UI Topic Projects Commits Flaky Keyword Filtering UI Keyword Filtering
web 999 772901 2553 210
angular 998 407434 222 19
vue 998 344526 52 1
react 997 1110993 603 30
svg 995 135563 24 1
bootstrap 995 98264 112 0
d3 980 106160 82 1
emberjs 629 3961 1 0

Table 4 presents the breakdown of root cause categories and their counts to match better with existing work. The high level categories can be further broken down into subcategories. We found that the highest causes of flakiness come from causes under Async Wait.

In this table, the cells marked in yellow have been changed to reflect new category names and counts. The cells in blue are categories that are unique to UI flakiness.

Root Cause Categories Root Cause Subcategories Web Mobile total
Async Wait Network Resource Loading 15 4 19
Resource Rendering 47 14 61
Animation Timing Issue 17 9 26
Environment Platform Issue 16 18 34
Layout Difference 9 1 10
Test Runner API Issue DOM Selector Issue 13 3 16
Incorrect Test Runner Interaction 10 14 24
Test Script Logic Issue Unordered Collections 5 0 5
Time 1 0 1
Incorrect Resource Load Order 11 11 22
Test Order Dependency 6 6 12
Randomness 2 3 5
Total 152 83 235

Table 5 shows the breakdown of tests by the manifestation strategy uses when reporting the flaky test.

Manifestation Category Web Mobile Total
Unspecified 101 40 141
Specify Problematic Platform 21 17 38
Reorder/Prune Test Suite 9 3 12
Reset Configuration Between Tests 2 7 9
Provide Code Snippet 14 6 20
Force Environment Conditions 5 10 15
Totals 152 83 235

Table 6 shows the breakdown of the fixing strategies used to mitigate the flaky behavior in the tests.

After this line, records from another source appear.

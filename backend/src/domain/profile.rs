//! Application profiles and the access level derived from them.

use std::fmt;

use serde::{Deserialize, Serialize};

use super::{AccountId, Error};

const NAME_MAX: usize = 64;
const EMAIL_MAX: usize = 254;

/// Integer identifier of an application profile.
#[derive(Debug, Clone, Copy, PartialEq, Eq, Hash, PartialOrd, Ord, Serialize, Deserialize)]
#[serde(transparent)]
pub struct UserId(i64);

impl UserId {
    /// Wrap a raw database identifier.
    #[must_use]
    pub const fn new(raw: i64) -> Self {
        Self(raw)
    }

    /// Raw identifier value.
    #[must_use]
    pub const fn get(self) -> i64 {
        self.0
    }
}

impl fmt::Display for UserId {
    fn fmt(&self, f: &mut fmt::Formatter<'_>) -> fmt::Result {
        self.0.fmt(f)
    }
}

/// Validation failures for profile registration.
#[derive(Debug, Clone, PartialEq, Eq, thiserror::Error)]
pub enum ProfileValidationError {
    /// First name missing after trimming.
    #[error("first name must not be empty")]
    EmptyFirstName,
    /// Last name missing after trimming.
    #[error("last name must not be empty")]
    EmptyLastName,
    /// A field exceeded its storage limit.
    #[error("{field} must be at most {max} characters")]
    TooLong {
        /// Offending field.
        field: &'static str,
        /// Maximum accepted length.
        max: usize,
    },
    /// Email is not shaped like `local@domain`.
    #[error("email must be a valid address")]
    InvalidEmail,
}

/// Validated registration data.
#[derive(Debug, Clone, PartialEq, Eq)]
pub struct ProfileDraft {
    first_name: String,
    last_name: String,
    email: String,
}

impl ProfileDraft {
    /// Validate raw registration values.
    ///
    /// # Examples
    /// ```
    /// use geocache::domain::ProfileDraft;
    ///
    /// let draft = ProfileDraft::try_new(" Ada ", "Lovelace", "ada@example.com").expect("valid");
    /// assert_eq!(draft.first_name(), "Ada");
    /// ```
    pub fn try_new(
        first_name: &str,
        last_name: &str,
        email: &str,
    ) -> Result<Self, ProfileValidationError> {
        let first_name = first_name.trim();
        let last_name = last_name.trim();
        let email = email.trim();

        if first_name.is_empty() {
            return Err(ProfileValidationError::EmptyFirstName);
        }
        if last_name.is_empty() {
            return Err(ProfileValidationError::EmptyLastName);
        }
        check_length("first_name", first_name, NAME_MAX)?;
        check_length("last_name", last_name, NAME_MAX)?;
        check_length("email", email, EMAIL_MAX)?;
        if !looks_like_email(email) {
            return Err(ProfileValidationError::InvalidEmail);
        }

        Ok(Self {
            first_name: first_name.to_owned(),
            last_name: last_name.to_owned(),
            email: email.to_owned(),
        })
    }

    /// Trimmed first name.
    pub fn first_name(&self) -> &str {
        &self.first_name
    }

    /// Trimmed last name.
    pub fn last_name(&self) -> &str {
        &self.last_name
    }

    /// Trimmed email address.
    pub fn email(&self) -> &str {
        &self.email
    }
}

fn check_length(
    field: &'static str,
    value: &str,
    max: usize,
) -> Result<(), ProfileValidationError> {
    if value.chars().count() > max {
        return Err(ProfileValidationError::TooLong { field, max });
    }
    Ok(())
}

fn looks_like_email(value: &str) -> bool {
    match value.split_once('@') {
        Some((local, domain)) => {
            !local.is_empty()
                && !domain.is_empty()
                && !domain.contains('@')
                && !value.chars().any(char::is_whitespace)
        }
        None => false,
    }
}

/// Registered application profile.
#[derive(Debug, Clone, PartialEq, Eq)]
pub struct UserProfile {
    /// Profile identifier.
    pub id: UserId,
    /// Login identity owning the profile.
    pub account_id: AccountId,
    /// Given name.
    pub first_name: String,
    /// Family name.
    pub last_name: String,
    /// Contact email.
    pub email: String,
}

/// Profile enriched with its admin membership.
#[derive(Debug, Clone, PartialEq, Eq)]
pub struct ProfileDetails {
    /// The profile itself.
    pub profile: UserProfile,
    /// Whether the profile belongs to the admin set.
    pub admin: bool,
}

/// Access level of the caller, resolved from session and admin membership.
#[derive(Debug, Clone, Copy, PartialEq, Eq)]
pub enum Viewer {
    /// No session, or a session without a registered profile.
    Anonymous,
    /// Registered profile without admin membership.
    Member(UserId),
    /// Registered profile in the admin set.
    Admin(UserId),
}

impl Viewer {
    /// Build a viewer from an optional profile id and admin flag.
    #[must_use]
    pub fn from_profile(user: Option<UserId>, admin: bool) -> Self {
        match (user, admin) {
            (None, _) => Self::Anonymous,
            (Some(id), true) => Self::Admin(id),
            (Some(id), false) => Self::Member(id),
        }
    }

    /// Profile id of the caller, when registered.
    #[must_use]
    pub fn user_id(&self) -> Option<UserId> {
        match self {
            Self::Anonymous => None,
            Self::Member(id) | Self::Admin(id) => Some(*id),
        }
    }

    /// Whether the caller belongs to the admin set.
    #[must_use]
    pub fn is_admin(&self) -> bool {
        matches!(self, Self::Admin(_))
    }

    /// Profile id of the caller, or `unauthorized` when anonymous.
    pub fn require_user(&self) -> Result<UserId, Error> {
        self.user_id()
            .ok_or_else(|| Error::unauthorized("a registered profile is required"))
    }

    /// Profile id of an admin caller.
    ///
    /// Anonymous callers get `unauthorized`; members get `forbidden`.
    pub fn require_admin(&self) -> Result<UserId, Error> {
        match self {
            Self::Admin(id) => Ok(*id),
            Self::Member(_) => Err(Error::forbidden("admin privileges required")),
            Self::Anonymous => Err(Error::unauthorized("a registered profile is required")),
        }
    }
}

#[cfg(test)]
mod tests {
    use super::*;
    use crate::domain::ErrorCode;
    use rstest::rstest;

    #[rstest]
    #[case("", "Lovelace", "ada@example.com", ProfileValidationError::EmptyFirstName)]
    #[case("Ada", "  ", "ada@example.com", ProfileValidationError::EmptyLastName)]
    #[case("Ada", "Lovelace", "ada.example.com", ProfileValidationError::InvalidEmail)]
    #[case("Ada", "Lovelace", "@example.com", ProfileValidationError::InvalidEmail)]
    #[case("Ada", "Lovelace", "ada@", ProfileValidationError::InvalidEmail)]
    #[case("Ada", "Lovelace", "a da@example.com", ProfileValidationError::InvalidEmail)]
    fn rejects_invalid_registrations(
        #[case] first: &str,
        #[case] last: &str,
        #[case] email: &str,
        #[case] expected: ProfileValidationError,
    ) {
        assert_eq!(ProfileDraft::try_new(first, last, email), Err(expected));
    }

    #[rstest]
    fn rejects_overlong_names() {
        let long = "x".repeat(NAME_MAX + 1);
        assert_eq!(
            ProfileDraft::try_new(&long, "Lovelace", "ada@example.com"),
            Err(ProfileValidationError::TooLong {
                field: "first_name",
                max: NAME_MAX
            })
        );
    }

    #[rstest]
    #[case(None, false, Viewer::Anonymous)]
    #[case(None, true, Viewer::Anonymous)]
    #[case(Some(UserId::new(7)), false, Viewer::Member(UserId::new(7)))]
    #[case(Some(UserId::new(7)), true, Viewer::Admin(UserId::new(7)))]
    fn viewer_reflects_profile_and_membership(
        #[case] user: Option<UserId>,
        #[case] admin: bool,
        #[case] expected: Viewer,
    ) {
        let viewer = Viewer::from_profile(user, admin);
        assert_eq!(viewer, expected);
        assert_eq!(viewer.user_id(), user);
    }

    #[rstest]
    #[case(Viewer::Anonymous, Some(ErrorCode::Unauthorized))]
    #[case(Viewer::Member(UserId::new(2)), Some(ErrorCode::Forbidden))]
    #[case(Viewer::Admin(UserId::new(1)), None)]
    fn admin_requirement(#[case] viewer: Viewer, #[case] failure: Option<ErrorCode>) {
        assert_eq!(viewer.require_admin().err().map(|err| err.code()), failure);
    }
}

Categories Subcategories Web Mobile Total
Delay Add/Increase Delay 14 7 21
Fix Await Mechanism 35 8 43
Dependency Fix API Access 1 12 13
Change Library Version 1 6 7
Refactor Test Refactor Logic Implementation 49 26 75
Disable Features Disable Animations 1 3 4
Remove Test Remove Test 51 22 73
Total 152 84 236


We also try to map root causes to their manifestation and fixing strategies. Based on our observation, flaky tests under each root cause category are reproduced by multiple manifestation strategies, while different fixing strategies are commonly applied to different root causes. In our dataset, each manifestation strategy is correlated to all root cause categories, so we omit the correlation links in the figure. Figure 1 shows the relationship between root causes and fixing strategies.

Figure 2 is an example of a Network Resource Loading issue found in the influxdb project. The test fails due to attempting to interact with an updated UI during an incomplete network response.

Figure 5 presents an Animation Timing issue within the plotly.js where the transition effect applied in a bar chart is behaving incorrectly.

Figure 7 shows the log of a Continuous Integration system from within the react-jsonschema-form project. It shows a Time issue where the comparsion between two timestamps is too strict.